Estas reflexiones del profundo y singular pensamiento de Valera, muestran las vigas maestras de su pensamiento liberal. Fue el egabrense un decidido defensor del liberalismo político templado, o si se quiere del liberalismo conservador de factura centrista, que nunca terminó de arraigar en la España del siglo XIX, como no lo hizo plenamente en el siglo XX y tampoco lo parece estar haciendo en este siglo XXI. Aun así, abrazó la Constitución de 1869 y el sufragio universal, lo que le alejará del canovismo. No encajó don Juan en la política de entonces, como no encajaría en la de ahora.
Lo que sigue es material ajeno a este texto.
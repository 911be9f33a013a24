//! Command-line interface argument parsing.
//!
//! This module handles all CLI argument parsing using clap,
//! including validation and default values.

use crate::models::OwnerScope;
use clap::{Parser, Subcommand};
use std::path::PathBuf;

/// ChemFlow - equipment data analytics from the command line
///
/// Upload CSV files of chemical equipment readings, keep a bounded history
/// of summarized datasets per owner, and render reports for any of them.
///
/// Examples:
///   chemflow upload plant_a.csv
///   chemflow upload ./exports --owner alice
///   chemflow history --owner alice
///   chemflow report 12 --format json --output report.json
///   chemflow init-config
#[derive(Parser, Debug, Clone)]
#[command(author, version, about, long_about = None)]
#[command(propagate_version = true)]
pub struct Args {
    #[command(subcommand)]
    pub command: Command,

    /// Path to configuration file
    ///
    /// If not specified, looks for .chemflow.toml in the current directory
    #[arg(short, long, value_name = "FILE", global = true)]
    pub config: Option<PathBuf>,

    /// Directory holding dataset history and raw files
    #[arg(long, value_name = "DIR", env = "CHEMFLOW_DATA_DIR", global = true)]
    pub data_dir: Option<PathBuf>,

    /// Datasets kept per owner before the oldest is evicted
    #[arg(long, value_name = "COUNT", global = true)]
    pub max_history: Option<usize>,

    /// Number of files ingested concurrently
    #[arg(long, value_name = "NUM", global = true)]
    pub concurrency: Option<usize>,

    /// Enable verbose logging output
    #[arg(short, long, global = true)]
    pub verbose: bool,

    /// Run in quiet mode (minimal output)
    #[arg(short, long, global = true)]
    pub quiet: bool,
}

#[derive(Subcommand, Debug, Clone)]
pub enum Command {
    /// Ingest CSV files or directories of CSV files
    Upload {
        /// CSV files or directories to ingest
        #[arg(required = true, value_name = "PATH")]
        paths: Vec<PathBuf>,

        /// Owner whose history receives the datasets
        #[arg(long, value_name = "NAME")]
        owner: Option<String>,

        /// Also write the ingest results as JSON to this file
        #[arg(long, value_name = "FILE")]
        json: Option<PathBuf>,
    },

    /// List stored datasets, newest first
    History {
        /// Owner whose history is listed
        #[arg(long, value_name = "NAME")]
        owner: Option<String>,
    },

    /// Render the report of a stored dataset
    Report {
        /// Dataset id, as shown by `history`
        id: u64,

        /// Owner the dataset belongs to
        #[arg(long, value_name = "NAME")]
        owner: Option<String>,

        /// Output format (markdown, json)
        #[arg(long, default_value = "markdown", value_name = "FORMAT")]
        format: OutputFormat,

        /// Write the report to this file instead of stdout
        #[arg(short, long, value_name = "FILE")]
        output: Option<PathBuf>,

        /// Number of equipment records included in the report
        #[arg(long, value_name = "COUNT")]
        sample_size: Option<usize>,
    },

    /// Generate a default .chemflow.toml configuration file
    InitConfig,
}

/// Output format for the report.
#[derive(Debug, Clone, Copy, PartialEq, Eq, Default, clap::ValueEnum)]
pub enum OutputFormat {
    /// Markdown format (default)
    #[default]
    Markdown,
    /// JSON format
    Json,
}

impl Args {
    /// Parse command-line arguments.
    pub fn parse_args() -> Self {
        Self::parse()
    }

    /// Validate the parsed arguments.
    pub fn validate(&self) -> Result<(), String> {
        // Check for conflicting options
        if self.verbose && self.quiet {
            return Err("Cannot use both --verbose and --quiet".to_string());
        }

        if self.max_history == Some(0) {
            return Err("Max history must be at least 1".to_string());
        }

        if self.concurrency == Some(0) {
            return Err("Concurrency must be at least 1".to_string());
        }

        if let Command::Upload { ref owner, .. }
        | Command::History { ref owner }
        | Command::Report { ref owner, .. } = self.command
        {
            if let Some(name) = owner {
                if name.trim().is_empty() {
                    return Err("Owner name must not be empty".to_string());
                }
                if name.trim().len() > OwnerScope::MAX_LEN {
                    return Err(format!(
                        "Owner name must be at most {} bytes",
                        OwnerScope::MAX_LEN
                    ));
                }
            }
        }

        Ok(())
    }

    /// Returns the log level based on verbosity settings.
    pub fn log_level(&self) -> tracing::Level {
        if self.quiet {
            tracing::Level::ERROR
        } else if self.verbose {
            tracing::Level::DEBUG
        } else {
            tracing::Level::INFO
        }
    }
}

#[cfg(test)]
mod tests {
    use super::*;

    fn parse(args: &[&str]) -> Args {
        Args::try_parse_from(args).unwrap()
    }

    #[test]
    fn test_parse_upload() {
        let args = parse(&["chemflow", "upload", "a.csv", "dir", "--owner", "alice"]);
        match args.command {
            Command::Upload { paths, owner, json } => {
                assert_eq!(paths, vec![PathBuf::from("a.csv"), PathBuf::from("dir")]);
                assert_eq!(owner.as_deref(), Some("alice"));
                assert!(json.is_none());
            }
            other => panic!("unexpected command: {other:?}"),
        }
    }

    #[test]
    fn test_upload_requires_a_path() {
        assert!(Args::try_parse_from(["chemflow", "upload"]).is_err());
    }

    #[test]
    fn test_parse_report_with_global_flags() {
        let args = parse(&[
            "chemflow", "report", "12", "--format", "json", "--max-history", "3", "-v",
        ]);
        assert_eq!(args.max_history, Some(3));
        assert!(args.verbose);
        match args.command {
            Command::Report { id, format, .. } => {
                assert_eq!(id, 12);
                assert_eq!(format, OutputFormat::Json);
            }
            other => panic!("unexpected command: {other:?}"),
        }
    }

    #[test]
    fn test_validation_conflicting_options() {
        let args = parse(&["chemflow", "history", "-v", "-q"]);
        assert!(args.validate().is_err());
    }

    #[test]
    fn test_validation_rejects_zero_values() {
        assert!(parse(&["chemflow", "--max-history", "0", "history"])
            .validate()
            .is_err());
        assert!(parse(&["chemflow", "--concurrency", "0", "upload", "a.csv"])
            .validate()
            .is_err());
        assert!(parse(&["chemflow", "history", "--owner", " "])
            .validate()
            .is_err());
        assert!(parse(&["chemflow", "init-config"]).validate().is_ok());
    }

    #[test]
    fn test_validation_rejects_long_owner() {
        let long = "o".repeat(OwnerScope::MAX_LEN + 1);
        assert!(parse(&["chemflow", "upload", "a.csv", "--owner", &long])
            .validate()
            .is_err());

        let fits = "o".repeat(OwnerScope::MAX_LEN);
        assert!(parse(&["chemflow", "history", "--owner", &fits])
            .validate()
            .is_ok());
    }

    #[test]
    fn test_log_level() {
        let mut args = parse(&["chemflow", "history"]);
        assert_eq!(args.log_level(), tracing::Level::INFO);

        args.verbose = true;
        assert_eq!(args.log_level(), tracing::Level::DEBUG);

        args.verbose = false;
        args.quiet = true;
        assert_eq!(args.log_level(), tracing::Level::ERROR);
    }
}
Como escribió Azaña: “Su estatura intelectual y su formación estaban muy por encima del nivel de unos políticos mediocres”. El liberalismo de centro-derecha español -si es que aún pervive- tiene mucho que aprender del pensamiento de este insigne escritor. Ese justo medio, ese centrismo político, ese lugar de encuentro por el que denodadamente luchó el escritor y político egabrense a lo largo de su vida, fue siempre devastado por tendencias extremas de una política sin equilibrios. Y en ese punto sigue este país llamado España, cada vez de forma más acusada. Valera fue lo suficientemente clarividente y profundo en sus análisis para saber que los atajos en la Historia conducían al desastre. El siglo XX avalaría sus tesis. Y el actual, las confirma.

(*) Esta entrada recoge algunos extractos de los textos escritos de las conferencias pronunciadas en actos de celebración del Bicentenario del nacimiento de Juan Valera que se han concretado en las Jornadas sobre el escritor organizadas por la Fundación Ricardo Delgado Vizcaino, en Pozoblanco (Jornadas de Otoño); y por el Ayuntamiento de Córdoba (Jornadas sobre Juan Valera), las dos celebradas en noviembre de 2024. Debo agradecer al Catedrático de Derecho Administrativo y Director de la RAE, Santiago Muñoz Machado, así como al Ayuntamiento de Córdoba, la invitación para participar, respectivamente, en ambos eventos.